◆ YOUR OBJECTIVE: Each line of the listing below that includes "into" should be reported.

.....

//! Screen delivery route.

use axum::extract::Path;
use axum::http::StatusCode;
use axum::response::Json;

use crate::schema::Screen;
use crate::services::registry::{self, ScreenError};

/// `GET /api/screen/:id` — resolve a screen identifier to its layout tree.
pub async fn get_screen(
    Path(screen_id): Path<String>,
) -> Result<Json<Screen>, (StatusCode, Json<serde_json::Value>)> {
    registry::lookup(&screen_id)
        .map(Json)
        .map_err(screen_error_to_response)
}

pub(crate) fn screen_error_to_response(err: ScreenError) -> (StatusCode, Json<serde_json::Value>) {
    match err {
        ScreenError::NotFound(_) => (
            StatusCode::NOT_FOUND,
            Json(serde_json::json!({ "error": "Screen not found" })),
        ),
    }
}

#[cfg(test)]
#[path = "screens_test.rs"]
mod tests;
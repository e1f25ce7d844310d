//! Screen registry — identifier to fixed layout tree.
//!
//! DESIGN
//! ======
//! A pure lookup table. Every screen is a literal tree rebuilt on each call,
//! so repeated lookups return value-equal trees and the registry is safe for
//! unlimited concurrent use. No state, no I/O, no logging: an unknown
//! identifier is a normal outcome, not a fault.

use crate::schema::{Action, Component, ComponentKind, Screen};

// =============================================================================
// TYPES
// =============================================================================

#[derive(Debug, thiserror::Error)]
pub enum ScreenError {
    #[error("screen not found: {0}")]
    NotFound(String),
}

/// Identifiers the registry answers to, in navigation order.
pub const KNOWN_IDS: [&str; 4] = ["home", "email_send", "pdf_upload", "templates"];

// =============================================================================
// LOOKUP
// =============================================================================

/// Resolve a screen identifier. Exact, case-sensitive match only.
///
/// # Errors
///
/// Returns `ScreenError::NotFound` when the identifier is not one of
/// `KNOWN_IDS`.
pub fn lookup(id: &str) -> Result<Screen, ScreenError> {
    match id {
        "home" => Ok(home_screen()),
        "email_send" => Ok(email_send_screen()),
        "pdf_upload" => Ok(pdf_upload_screen()),
        "templates" => Ok(templates_screen()),
        _ => Err(ScreenError::NotFound(id.to_owned())),
    }
}

// =============================================================================
// SCREENS
// =============================================================================

fn home_screen() -> Screen {
    Screen {
        id: "home".into(),
        title: "ColdMail Home".into(),
        body: Component::new(ComponentKind::Column)
            .with_child(
                Component::new(ComponentKind::Text)
                    .with_property("text", "Welcome to ColdMail")
                    .with_property("style", "headline"),
            )
            .with_child(nav_button("Send Email", "/email_send"))
            .with_child(nav_button("Upload PDF", "/pdf_upload"))
            .with_child(nav_button("Templates", "/templates")),
    }
}

fn email_send_screen() -> Screen {
    Screen {
        id: "email_send".into(),
        title: "Send Email".into(),
        body: Component::new(ComponentKind::Column)
            .with_child(Component::new(ComponentKind::Input).with_property("hint", "Recipient Email"))
            .with_child(Component::new(ComponentKind::Input).with_property("hint", "Subject"))
            .with_child(
                Component::new(ComponentKind::Input)
                    .with_property("hint", "Body")
                    .with_property("lines", 5),
            )
            .with_child(
                Component::new(ComponentKind::Button)
                    .with_property("label", "Send")
                    .with_action(Action::new("api_call").with_data("/api/send")),
            ),
    }
}

fn pdf_upload_screen() -> Screen {
    Screen {
        id: "pdf_upload".into(),
        title: "Upload PDF".into(),
        body: Component::new(ComponentKind::Column)
            .with_child(Component::new(ComponentKind::Text).with_property("text", "Select a PDF to upload"))
            .with_child(
                Component::new(ComponentKind::Button)
                    .with_property("label", "Choose File")
                    .with_action(Action::new("pick_file")),
            ),
    }
}

fn templates_screen() -> Screen {
    Screen {
        id: "templates".into(),
        title: "Email Templates".into(),
        body: Component::new(ComponentKind::List)
            .with_child(template_card("Welcome Email", "Hi [Name], welcome to..."))
            .with_child(template_card("Follow Up", "Just checking in...")),
    }
}

fn nav_button(label: &str, target: &str) -> Component {
    Component::new(ComponentKind::Button)
        .with_property("label", label)
        .with_action(Action::new("navigate").with_data(target))
}

fn template_card(title: &str, preview: &str) -> Component {
    Component::new(ComponentKind::Card)
        .with_child(
            Component::new(ComponentKind::Text)
                .with_property("text", title)
                .with_property("style", "subtitle"),
        )
        .with_child(Component::new(ComponentKind::Text).with_property("text", preview))
}

#[cfg(test)]
#[path = "registry_test.rs"]
mod tests;
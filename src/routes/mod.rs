//! Router assembly.
//!
//! SYSTEM CONTEXT
//! ==============
//! One endpoint: screen delivery. The client renderer fetches a layout tree
//! by identifier and interprets it generically, so the server surface stays
//! this small on purpose.

pub mod screens;

use axum::Router;
use axum::routing::get;
use tower_http::cors::{Any, CorsLayer};
use tower_http::trace::TraceLayer;

/// Build the application router.
pub fn app() -> Router {
    let cors = CorsLayer::new()
        .allow_origin(Any)
        .allow_methods(Any)
        .allow_headers(Any);

    Router::new()
        .route("/api/screen/{id}", get(screens::get_screen))
        .layer(cors)
        .layer(TraceLayer::new_for_http())
}
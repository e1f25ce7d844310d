mod routes;
mod schema;
mod services;

#[tokio::main]
async fn main() {
    tracing_subscriber::fmt::init();

    let port: u16 = std::env::var("PORT")
        .unwrap_or_else(|_| "8080".into())
        .parse()
        .expect("invalid PORT");

    let app = routes::app();
    let listener = tokio::net::TcpListener::bind(format!("0.0.0.0:{port}"))
        .await
        .expect("failed to bind");

    tracing::info!(%port, "coldmail backend listening");
    axum::serve(listener, app).await.expect("server failed");
}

.....

◆ RESPONSE TO THIS TASK:
        id: "home".into(),
        title: "ColdMail Home".into(),
        id: "email_send".into(),
        title: "Send Email".into(),
        id: "pdf_upload".into(),
        title: "Upload PDF".into(),
        id: "templates".into(),
        title: "Email Templates".into(),
        .unwrap_or_else(|_| "8080".into())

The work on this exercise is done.